About virtual function and inheritance

Question

About the following code:

class A {
    A * next;
    static A* tmp;
public:
    A() : next(tmp) {
        if (tmp)
            tmp->next = this;
        tmp = this;

    }
    virtual void print() {
        if (next)
            next->print();
    }
};
class B : public A {
    int a = 1;
public:
    void print() {
        cout << "foo";
        A::print();
    }
};
A* A::tmp;
int main(){
    B c;
    B b;
    b.print();
}

Why does next->print(); leads to B::print() and not back to A::print()? Since next is a static pointer of A why does it go to B's function?

EDIT: added B c; that I removed accidentally when posting.

Answer 1

In your code, next->print(); won't be called at all. If you could debug it, you'll find next is null here.

LIVE

EDIT

With your edited code, the process will be infinate. next->print(); will lead to B::print(), even though the static type of next is A*, but A::print() is a virtual function, and next is pointing to an instance of B in fact, so dynamic polymorphism works here.

Answer 2

Since next is a static pointer of A

next is not a static pointer. Even though you may have copy-initialized it from a pointer with static storage. But whether it is static has nothing to do with how the member function call works.

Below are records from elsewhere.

//! Fingerprint set configuration
//!
//! Sizing policy for fingerprint sets: a memory budget (a ratio of the
//! currently available system memory, an absolute byte count, or an explicit
//! number of fingerprints) is translated into a table capacity for the
//! selected fingerprint width and implementation.
//!
//! # Example
//!
//! ```
//! use tla_fpset::{FpSetConfig, FpWidth, MemoryBudget};
//!
//! let config = FpSetConfig::default()
//!     .with_width(FpWidth::Bits128)
//!     .with_memory(MemoryBudget::Fingerprints(1 << 20))
//!     .with_prefix_bits(2);
//! assert_eq!(config.shard_count(), 4);
//! assert_eq!(config.memory_in_fingerprint_cnt().unwrap(), 1 << 20);
//! ```

use std::fmt;
use std::path::{Path, PathBuf};

use serde::{Deserialize, Serialize};
use sysinfo::System;

use crate::error::{FpSetError, FpSetResult};
use crate::fingerprint::{Fingerprint, FpFamily};

/// Largest supported number of shard routing bits.
pub const MAX_PREFIX_BITS: u32 = 30;

/// Default ratio between collision bucket and primary table that triggers a flush.
pub const DEFAULT_COLLISION_RATIO: f64 = 0.025;

/// Default number of bloom filter probes per fingerprint.
pub const DEFAULT_BLOOM_HASHES: u32 = 3;

/// Bytes of slot metadata stored next to each fingerprint (the slot tag).
const SLOT_TAG_BYTES: u64 = 1;

/// Fingerprint width in bits
#[derive(Debug, Clone, Copy, PartialEq, Eq, Hash, Default, Serialize, Deserialize)]
#[serde(rename_all = "snake_case")]
pub enum FpWidth {
    #[default]
    Bits64,
    Bits128,
}

impl FpWidth {
    pub const fn bits(self) -> u32 {
        match self {
            FpWidth::Bits64 => 64,
            FpWidth::Bits128 => 128,
        }
    }

    pub const fn bytes(self) -> u64 {
        self.bits() as u64 / 8
    }

    /// Bytes one table slot occupies: the fingerprint plus its tag.
    pub const fn slot_bytes(self) -> u64 {
        self.bytes() + SLOT_TAG_BYTES
    }
}

impl fmt::Display for FpWidth {
    fn fmt(&self, f: &mut fmt::Formatter<'_>) -> fmt::Result {
        write!(f, "{}-bit", self.bits())
    }
}

/// Which set implementation backs each shard
#[derive(Debug, Clone, Copy, PartialEq, Eq, Hash, Default, Serialize, Deserialize)]
#[serde(rename_all = "snake_case")]
pub enum FpSetKind {
    /// Exact hash table that spills to a sorted run on disk
    #[default]
    DiskBacked,
    /// Fixed-size bloom filter, approximate membership, never spills
    BloomFilter,
}

impl FpSetKind {
    pub const fn is_exact(self) -> bool {
        matches!(self, FpSetKind::DiskBacked)
    }
}

/// How much memory the fingerprint set may use
#[derive(Debug, Clone, Copy, PartialEq, Serialize, Deserialize)]
#[serde(rename_all = "snake_case")]
pub enum MemoryBudget {
    /// Fraction of the currently available physical memory, in `(0, 1]`
    Ratio(f64),
    /// Absolute number of bytes
    Bytes(u64),
    /// Explicit table capacity in fingerprints
    Fingerprints(u64),
}

impl Default for MemoryBudget {
    fn default() -> Self {
        MemoryBudget::Ratio(0.25)
    }
}

/// Construction parameters for a fingerprint set
#[derive(Debug, Clone, PartialEq, Serialize, Deserialize)]
#[serde(default)]
pub struct FpSetConfig {
    /// Memory budget for the whole set (all shards together)
    pub memory: MemoryBudget,
    /// Fingerprint width
    pub width: FpWidth,
    /// Number of high-order address bits used to route to shards (0 = unsharded)
    pub prefix_bits: u32,
    /// Hash family of the fingerprints stored in the set
    pub fp_index: FpFamily,
    /// Implementation of each shard
    pub kind: FpSetKind,
    /// Directory holding run and checkpoint files
    pub metadir: PathBuf,
    /// File stem of the run file (`<name>.fp`)
    pub name: String,
    /// Number of lock regions (bloom filter: put stripes); derived from
    /// available parallelism when `None`.
    /// Must be a power of two.
    pub lock_count: Option<usize>,
    /// Probes per fingerprint for the bloom filter
    pub bloom_hashes: u32,
    /// Share of in-memory fingerprints held by the collision bucket that triggers a flush
    pub collision_ratio: f64,
}

impl Default for FpSetConfig {
    fn default() -> Self {
        FpSetConfig {
            memory: MemoryBudget::default(),
            width: FpWidth::default(),
            prefix_bits: 0,
            fp_index: FpFamily::default(),
            kind: FpSetKind::default(),
            metadir: std::env::temp_dir(),
            name: "states".to_string(),
            lock_count: None,
            bloom_hashes: DEFAULT_BLOOM_HASHES,
            collision_ratio: DEFAULT_COLLISION_RATIO,
        }
    }
}

impl FpSetConfig {
    pub fn new(metadir: impl Into<PathBuf>, name: impl Into<String>) -> Self {
        FpSetConfig {
            metadir: metadir.into(),
            name: name.into(),
            ..Default::default()
        }
    }

    pub fn with_memory(mut self, memory: MemoryBudget) -> Self {
        self.memory = memory;
        self
    }

    pub fn with_width(mut self, width: FpWidth) -> Self {
        self.width = width;
        self
    }

    pub fn with_prefix_bits(mut self, prefix_bits: u32) -> Self {
        self.prefix_bits = prefix_bits;
        self
    }

    pub fn with_fp_index(mut self, fp_index: FpFamily) -> Self {
        self.fp_index = fp_index;
        self
    }

    pub fn with_kind(mut self, kind: FpSetKind) -> Self {
        self.kind = kind;
        self
    }

    pub fn with_metadir(mut self, metadir: impl Into<PathBuf>) -> Self {
        self.metadir = metadir.into();
        self
    }

    pub fn with_name(mut self, name: impl Into<String>) -> Self {
        self.name = name.into();
        self
    }

    pub fn with_lock_count(mut self, lock_count: usize) -> Self {
        self.lock_count = Some(lock_count);
        self
    }

    pub fn with_bloom_hashes(mut self, bloom_hashes: u32) -> Self {
        self.bloom_hashes = bloom_hashes;
        self
    }

    pub fn with_collision_ratio(mut self, collision_ratio: f64) -> Self {
        self.collision_ratio = collision_ratio;
        self
    }

    /// Check every field for a usable value.
    pub fn validate(&self) -> FpSetResult<()> {
        if self.prefix_bits > MAX_PREFIX_BITS {
            return Err(FpSetError::config(format!(
                "prefix_bits {} exceeds the maximum of {MAX_PREFIX_BITS}",
                self.prefix_bits
            )));
        }
        match self.memory {
            MemoryBudget::Ratio(r) if !(r > 0.0 && r <= 1.0) => {
                return Err(FpSetError::config(format!(
                    "memory ratio {r} must be in (0, 1]"
                )));
            }
            MemoryBudget::Bytes(0) | MemoryBudget::Fingerprints(0) => {
                return Err(FpSetError::config("memory budget must be non-zero"));
            }
            _ => {}
        }
        if self.name.is_empty() || self.name.contains(['/', '\\']) {
            return Err(FpSetError::config(format!(
                "set name {:?} must be a non-empty file stem",
                self.name
            )));
        }
        if let Some(n) = self.lock_count {
            if n == 0 || !n.is_power_of_two() {
                return Err(FpSetError::config(format!(
                    "lock_count {n} must be a non-zero power of two"
                )));
            }
        }
        if !(1..=32).contains(&self.bloom_hashes) {
            return Err(FpSetError::config(format!(
                "bloom_hashes {} must be between 1 and 32",
                self.bloom_hashes
            )));
        }
        if !(self.collision_ratio.is_finite() && self.collision_ratio > 0.0) {
            return Err(FpSetError::config(format!(
                "collision_ratio {} must be positive",
                self.collision_ratio
            )));
        }
        Ok(())
    }

    /// Memory budget resolved to bytes.
    pub fn memory_in_bytes(&self) -> FpSetResult<u64> {
        match self.memory {
            MemoryBudget::Bytes(n) => Ok(n),
            MemoryBudget::Fingerprints(n) => Ok(n.saturating_mul(self.width.slot_bytes())),
            MemoryBudget::Ratio(r) => {
                let available = available_memory();
                if available == 0 {
                    return Err(FpSetError::config(
                        "cannot determine available system memory for a ratio budget",
                    ));
                }
                Ok((available as f64 * r) as u64)
            }
        }
    }

    /// Memory budget resolved to a table capacity, in fingerprints.
    pub fn memory_in_fingerprint_cnt(&self) -> FpSetResult<u64> {
        match self.memory {
            MemoryBudget::Fingerprints(n) => Ok(n),
            _ => Ok(self.memory_in_bytes()? / self.width.slot_bytes()),
        }
    }

    /// A fresh hasher of the configured family, for computing the
    /// fingerprints stored in this set.
    pub fn hasher<F: Fingerprint>(&self) -> F::Hasher {
        F::hasher(self.fp_index)
    }

    /// Number of independent shards (`2^prefix_bits`).
    pub fn shard_count(&self) -> usize {
        1usize << self.prefix_bits
    }

    /// Configuration of shard `index`: its own file stem and a
    /// `1 / shard_count` share of the memory budget.
    pub fn shard_config(&self, index: usize) -> FpSetResult<FpSetConfig> {
        debug_assert!(index < self.shard_count());
        let memory = match self.memory {
            MemoryBudget::Fingerprints(n) => MemoryBudget::Fingerprints(n >> self.prefix_bits),
            _ => MemoryBudget::Bytes(self.memory_in_bytes()? >> self.prefix_bits),
        };
        Ok(FpSetConfig {
            memory,
            name: format!("{}_{index}", self.name),
            ..self.clone()
        })
    }

    /// Path of the sorted run file.
    pub fn run_path(&self) -> PathBuf {
        self.file_path("fp")
    }

    pub(crate) fn file_path(&self, extension: &str) -> PathBuf {
        self.metadir.join(format!("{}.{extension}", self.name))
    }

    pub fn metadir(&self) -> &Path {
        &self.metadir
    }
}

/// Currently available physical memory in bytes, 0 if unknown.
fn available_memory() -> u64 {
    let mut sys = System::new();
    sys.refresh_memory();
    sys.available_memory()
}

why does it go to B's function?

Because print is a virtual function. If a pointer A* next points to an instance of B, then next->print() will call B::print(). This is known as virtual or dynamic dispatch.

If you wanted to call A::print() instead, then you could have used static dispatch:

next->A::print();

Of course, if you only ever want to use static dispatch, then it doesn't make any sense to declare the function virtual in the first place.